[Collected data entries]
====

use crate::{
    Config,
    model::{DayRecord, ForecastData},
    provider::weatherapi::WeatherApiProvider,
};
use async_trait::async_trait;
use chrono::NaiveDate;
use std::fmt::Debug;
use thiserror::Error;

pub mod weatherapi;

/// Why a provider call failed.
#[derive(Debug, Error)]
pub enum ProviderError {
    #[error("network error: {0}")]
    Network(String),

    #[error("unknown location '{0}'")]
    InvalidLocation(String),

    #[error("weather provider rate limit reached")]
    RateLimited,

    #[error("weather provider request timed out")]
    Timeout,

    #[error("date {0} is in the future")]
    FutureDate(NaiveDate),

    #[error("failed to decode weather provider response: {0}")]
    Decode(String),
}

/// Shape of a forecast request.
#[derive(Debug, Clone, Copy, PartialEq, Eq)]
pub struct ForecastQuery {
    pub days: u8,
    pub include_air_quality: bool,
    pub include_alerts: bool,
}

impl ForecastQuery {
    /// Full query used for reports.
    pub fn report(days: u8) -> Self {
        Self { days: days.max(1), include_air_quality: true, include_alerts: true }
    }

    /// Cheapest query that still tells whether the provider knows the location.
    pub fn probe() -> Self {
        Self { days: 1, include_air_quality: false, include_alerts: false }
    }
}

#[async_trait]
pub trait WeatherProvider: Send + Sync + Debug {
    async fn fetch_forecast(
        &self,
        location: &str,
        query: ForecastQuery,
    ) -> Result<ForecastData, ProviderError>;

    /// Aggregates for a past day. Implementations reject future dates.
    async fn fetch_history(&self, location: &str, date: NaiveDate)
    -> Result<DayRecord, ProviderError>;
}

/// Construct the provider from config.
pub fn provider_from_config(config: &Config) -> anyhow::Result<Box<dyn WeatherProvider>> {
    let api_key = config.provider_api_key().ok_or_else(|| {
        anyhow::anyhow!(
            "No weather API key configured.\n\
                 Hint: run `weather-alerts configure` and enter your WeatherAPI.com key."
        )
    })?;

    Ok(Box::new(WeatherApiProvider::new(api_key.to_owned())))
}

====

### Activity
For this exercise, find all lines in the records containing the word "request" and copy them.

### Task result
    #[error("weather provider request timed out")]
/// Shape of a forecast request.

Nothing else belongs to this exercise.